Rhino poaching has increased dramatically over the last decade, driven by a huge surge in demand for rhino horn in Asia – especially Vietnam, where it's seen as a status symbol. The organised criminal networks that increasingly run the illegal wildlife trade use sophisticated equipment, including helicopters and deadly weapons. 

The first line of defence are the heroic park rangers of the Kenya Wildlife Service, who risk their lives to keep rhinos safe from poachers. They tirelessly patrol Kenya’s national parks, keeping an eye on each and every rhino, monitoring their movements and looking out for signs of poaching. As well as being dedicated and fearless, the rangers are all highly skilled, training for up to 15 months – something we continue to support. 

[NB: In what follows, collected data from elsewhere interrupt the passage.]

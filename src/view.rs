//! Views: a binding of a measure to an aggregation kind, a window shape, and a set of tag keys.

use crate::aggregation::AggregationKind;
use crate::measure::Measure;
use crate::tags::{Key, Tag};
use crate::MetricsError;
use std::sync::Arc;
use std::time::Duration;

/// The temporal shape a view's collector applies to every tag-signature bucket.
#[derive(Clone, Debug)]
pub enum WindowSpec {
    /// Samples accumulate forever, until the view is explicitly deactivated.
    Cumulative,
    /// Samples age out of a ring of `bucket_count` buckets spanning `duration`.
    SlidingTime {
        /// Total duration the window covers.
        duration: Duration,
        /// Number of ring buckets; must be at least 2.
        bucket_count: usize,
    },
}

/// A named binding of a measure to an aggregation and window shape, grouped by a fixed list
/// of tag keys.
///
/// Views do not themselves hold samples; [`crate::collector::Collector`] does that on the
/// view's behalf, lazily keyed by tag-signature.
#[derive(Clone, Debug)]
pub struct View {
    name: Arc<str>,
    description: Arc<str>,
    measure: Measure,
    tag_keys: Vec<Key>,
    aggregation: AggregationKind,
    window: WindowSpec,
}

/// Maximum number of bytes allowed in a view name.
pub const MAX_VIEW_NAME_LENGTH: usize = 255;

impl View {
    /// Creates a new view definition.
    ///
    /// # Errors
    /// Returns [`MetricsError::InvalidArgument`] if `name` is empty or too long, or if the
    /// window is sliding-time with fewer than 2 buckets.
    pub fn new(
        name: impl Into<String>,
        description: impl Into<String>,
        measure: Measure,
        tag_keys: Vec<Key>,
        aggregation: AggregationKind,
        window: WindowSpec,
    ) -> Result<Self, MetricsError> {
        let name = name.into();
        if name.is_empty() {
            return Err(MetricsError::InvalidArgument("view name must not be empty".into()));
        }
        if name.len() > MAX_VIEW_NAME_LENGTH {
            return Err(MetricsError::InvalidArgument(format!(
                "view name {name:?} exceeds {MAX_VIEW_NAME_LENGTH} bytes"
            )));
        }
        if let WindowSpec::SlidingTime { bucket_count, .. } = window {
            if bucket_count < 2 {
                return Err(MetricsError::InvalidArgument(
                    "sliding-time windows need at least 2 buckets (N >= 1)".into(),
                ));
            }
        }
        Ok(Self {
            name: Arc::from(name),
            description: Arc::from(description.into()),
            measure,
            tag_keys,
            aggregation,
            window,
        })
    }

    /// The view's unique name.
    #[must_use]
    pub fn name(&self) -> &str {
        &self.name
    }

    /// The view's human-readable description.
    #[must_use]
    pub fn description(&self) -> &str {
        &self.description
    }

    /// The measure this view observes.
    #[must_use]
    pub fn measure(&self) -> &Measure {
        &self.measure
    }

    /// The ordered tag-key list used to compute signatures for this view's collector.
    #[must_use]
    pub fn tag_keys(&self) -> &[Key] {
        &self.tag_keys
    }

    /// The aggregation kind this view's collector applies to every signature.
    #[must_use]
    pub fn aggregation(&self) -> &AggregationKind {
        &self.aggregation
    }

    /// The window shape this view's collector applies to every signature.
    #[must_use]
    pub fn window(&self) -> &WindowSpec {
        &self.window
    }
}

impl PartialEq for View {
    fn eq(&self, other: &Self) -> bool {
        self.name == other.name
    }
}

impl Eq for View {}

/// A tick-time snapshot of every tag-signature row known to one view.
#[derive(Clone, Debug)]
pub struct ViewData {
    /// The view this snapshot belongs to.
    pub view_name: Arc<str>,
    /// When the view started collecting the data folded into this snapshot (cumulative
    /// windows) or the window's current start (sliding windows).
    pub start_time: std::time::SystemTime,
    /// When this snapshot was taken.
    pub end_time: std::time::SystemTime,
    /// One row per distinct tag-signature observed by the view's collector.
    pub rows: Vec<Row>,
}

/// One tag-signature's aggregation state as of a [`ViewData`] snapshot.
#[derive(Clone, Debug)]
pub struct Row {
    /// The tags identifying this row, in the view's key order.
    pub tags: Vec<Tag>,
    /// The aggregated data for this row.
    pub data: crate::aggregation::AggregationData,
}

#[cfg(test)]
mod tests {
    use super::*;
    use crate::aggregation::Bounds;
    use crate::measure::MeasureKind;

    fn measure() -> Measure {
        Measure::new("latency_ms", "", "ms", MeasureKind::Int64).unwrap()
    }

    #[test]
    fn rejects_sliding_window_with_too_few_buckets() {
        let result = View::new(
            "v",
            "",
            measure(),
            vec![],
            AggregationKind::Count,
            WindowSpec::SlidingTime { duration: Duration::from_secs(10), bucket_count: 1 },
        );
        assert!(result.is_err());
    }

    #[test]
    fn accepts_distribution_view_with_valid_bounds() {
        let bounds = Bounds::new(vec![0.0, 5.0, 10.0]).unwrap();
        let result = View::new(
            "v",
            "",
            measure(),
            vec![],
            AggregationKind::Distribution(bounds),
            WindowSpec::Cumulative,
        );
        assert!(result.is_ok());
    }
}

To do their work effectively, rangers need to know exactly where the rhinos are. One way we’re helping is by supporting efforts to identify and monitor rhinos. These include cutting a distinctive notch into each rhino’s ear (under anaesthetic, of course) so the rangers can more easily tell them apart, and putting microchips into their horns to help rangers keep track of their movements. 

We recently supported the Kenyan Wildlife Service to notch the ears and microchip 25 black rhinos in Kenya’s Maasai Mara National Park – a complex operation that involves spotting the rhino by helicopter, tranquilising it with a dart, then drilling a small, harmless hole into its horn and putting a transmitter inside. The rhinos don’t feel it – their horns are made of keratin, the same material as our fingernails. 

If a rhino does get poached, the microchip can help catch the traffickers. For the same reason, we’re taking DNA samples from rhinos to build up a national database. By linking rhino horns seized by police and customs with poached carcasses, this will help Kenya to successfully prosecute and convict wildlife criminals.